Fed comments confirm caution
Federal Reserve Chairman Christopher Waller said the Fed should show restraint in cutting short-term interest rates despite disappointing inflation data. However, he did not rule out a rate cut later this year, emphasizing the country’s readiness to take further regulatory action in response to economic conditions.
Fed Interest Rate Forecast
Based on data from CME’s FedWatch Tool, market analysts give the Fed a 64% chance of cutting interest rates by 25 basis points by June.
Achievements and failures by sector
Among major sectors, telecommunications, energy and technology were the best performers this quarter, while the real estate sector suffered losses. The distribution of these indicators reflects the changing priorities and interests of investors in the market.
Expanding investment horizons
According to Anthony Saglimbene, chief market strategist at Ameriprise, the observed trends suggest that investors are beginning to explore opportunities outside the dominance of the tech giants as they anticipate interest rate cuts later this year.
Focus on winners in the AI era
Investors are also cautiously optimistic about which companies will benefit most from the increased use of artificial intelligence, and are adapting their investment strategies to future technology trends.

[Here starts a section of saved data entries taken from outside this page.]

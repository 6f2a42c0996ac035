// std
use std::{sync::Arc, time::Duration};
// crates.io
use axum::{
	Router,
	body::{self, Body},
	http::{Request, StatusCode, header},
	response::Response,
};
use tower::ServiceExt;
// self
use oauth2_pager::{
	callback::{self, CallbackConfig, CallbackError, CallbackServer},
	ext::{AuthorizationResolver, OneshotResolver},
	url::Url,
};

const PROCESS_ID: u64 = 42;

fn redirecting() -> CallbackConfig {
	CallbackConfig::new(0).with_redirect_url(
		Url::parse("https://app.example/login/done").expect("Redirect fixture should parse."),
	)
}

fn app(config: &CallbackConfig) -> (Router, Arc<OneshotResolver>) {
	let (resolver, _rx) = OneshotResolver::channel();
	let resolver = Arc::new(resolver);
	let dyn_resolver: Arc<dyn AuthorizationResolver> = resolver.clone();

	(callback::router(config, dyn_resolver, PROCESS_ID), resolver)
}

async fn call(router: Router, uri: &str) -> Response {
	router
		.oneshot(
			Request::builder()
				.uri(uri)
				.header(header::ORIGIN, "https://app.example")
				.body(Body::empty())
				.expect("Request fixture should build."),
		)
		.await
		.expect("Router should always answer.")
}

fn location(response: &Response) -> Option<&str> {
	response.headers().get(header::LOCATION).and_then(|value| value.to_str().ok())
}

async fn text(response: Response) -> String {
	let bytes =
		body::to_bytes(response.into_body(), usize::MAX).await.expect("Body should be readable.");

	String::from_utf8(bytes.to_vec()).expect("Body should be UTF-8.")
}

#[tokio::test]
async fn code_resolves_process_and_redirects_with_success() {
	let (router, resolver) = app(&redirecting());
	let response = call(router, "/callback?code=abc123").await;

	assert_eq!(response.status(), StatusCode::FOUND);
	assert_eq!(location(&response), Some("https://app.example/login/done?status=success"));
	assert_eq!(
		response
			.headers()
			.get(header::ACCESS_CONTROL_ALLOW_ORIGIN)
			.and_then(|value| value.to_str().ok()),
		Some("*")
	);
	assert!(resolver.is_resolved());
}

#[tokio::test]
async fn error_redirects_with_error_details() {
	let (router, resolver) = app(&redirecting());
	let response =
		call(router, "/callback?error=access_denied&error_description=User%20declined").await;

	assert_eq!(response.status(), StatusCode::FOUND);
	assert_eq!(
		location(&response),
		Some(
			"https://app.example/login/done?status=error&error=access_denied&error_description=User+declined"
		)
	);
	assert!(!resolver.is_resolved());
}

#[tokio::test]
async fn missing_code_redirects_with_synthesized_error() {
	let (router, resolver) = app(&redirecting());
	let response = call(router, "/callback").await;
	let target = Url::parse(location(&response).expect("Redirect must carry a location."))
		.expect("Location should be a URL.");
	let pairs = target.query_pairs().into_owned().collect::<Vec<_>>();

	assert_eq!(response.status(), StatusCode::FOUND);
	assert_eq!(pairs[0], ("status".into(), "error".into()));
	assert_eq!(pairs[1], ("error".into(), "no-code".into()));
	assert_eq!(pairs[2].0, "error_description");
	assert!(!resolver.is_resolved());
}

#[tokio::test]
async fn without_redirect_url_statuses_carry_the_outcome() {
	let config = CallbackConfig::default();
	let (router, resolver) = app(&config);
	let denied = call(router.clone(), "/callback?error=access_denied&error_description=nope").await;

	assert_eq!(denied.status(), StatusCode::UNAUTHORIZED);
	assert_eq!(text(denied).await, "Unable to log in: nope");

	let missing = call(router.clone(), "/callback?state=xyz").await;

	assert_eq!(missing.status(), StatusCode::BAD_REQUEST);
	assert!(!resolver.is_resolved());

	let accepted = call(router, "/callback?code=abc123").await;

	assert_eq!(accepted.status(), StatusCode::OK);
	assert_eq!(text(accepted).await, "Successfully logged in");
	assert!(resolver.is_resolved());
}

#[tokio::test]
async fn server_delivers_first_code_and_stops() {
	let (resolver, resolver_rx) = OneshotResolver::channel();
	let handle = CallbackServer::new(CallbackConfig::new(0))
		.start(Arc::new(resolver), PROCESS_ID)
		.await
		.expect("Callback server should bind an ephemeral port.");
	let url = format!("{}?code=from-browser", handle.callback_url());
	let response = oauth2_pager::reqwest::get(&url).await.expect("Callback request should succeed.");

	assert_eq!(response.status().as_u16(), 200);
	assert_eq!(
		handle.wait(Duration::from_secs(5)).await.expect("Code should be delivered."),
		(PROCESS_ID, "from-browser".to_owned())
	);
	assert_eq!(
		resolver_rx.await.expect("External resolver should be resolved."),
		(PROCESS_ID, "from-browser".to_owned())
	);
}

#[tokio::test]
async fn wait_times_out_without_a_callback() {
	let (resolver, _rx) = OneshotResolver::channel();
	let handle = CallbackServer::new(CallbackConfig::new(0))
		.start(Arc::new(resolver), PROCESS_ID)
		.await
		.expect("Callback server should bind an ephemeral port.");
	let err = handle
		.wait(Duration::from_millis(50))
		.await
		.expect_err("No callback arrives in this test.");

	assert!(matches!(err, CallbackError::TimedOut(_)));
}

AI boom is attracting attention
Nvidia continues to lead the AI push, but interest in the technology has also spread to other chipmakers such as Super Micro Computer and Arm Holdings. Another player in the space, Astera Labs, impressed the market by driving its stock price to double its initial public offering price in just one week.
Focused on healthcare
Shares in Walgreens Boots soared after its quarterly earnings report, where the company said the value of its investment in medical clinic operator VillageMD had declined by 3.19%.
Strategic moves in retail
Home Depot shares fell slightly after the company announced the $18.25 billion acquisition of building materials supplier SRS Distribution, the largest acquisition in the company’s history. The move highlights the retailer’s strategic efforts to expand its presence in the market.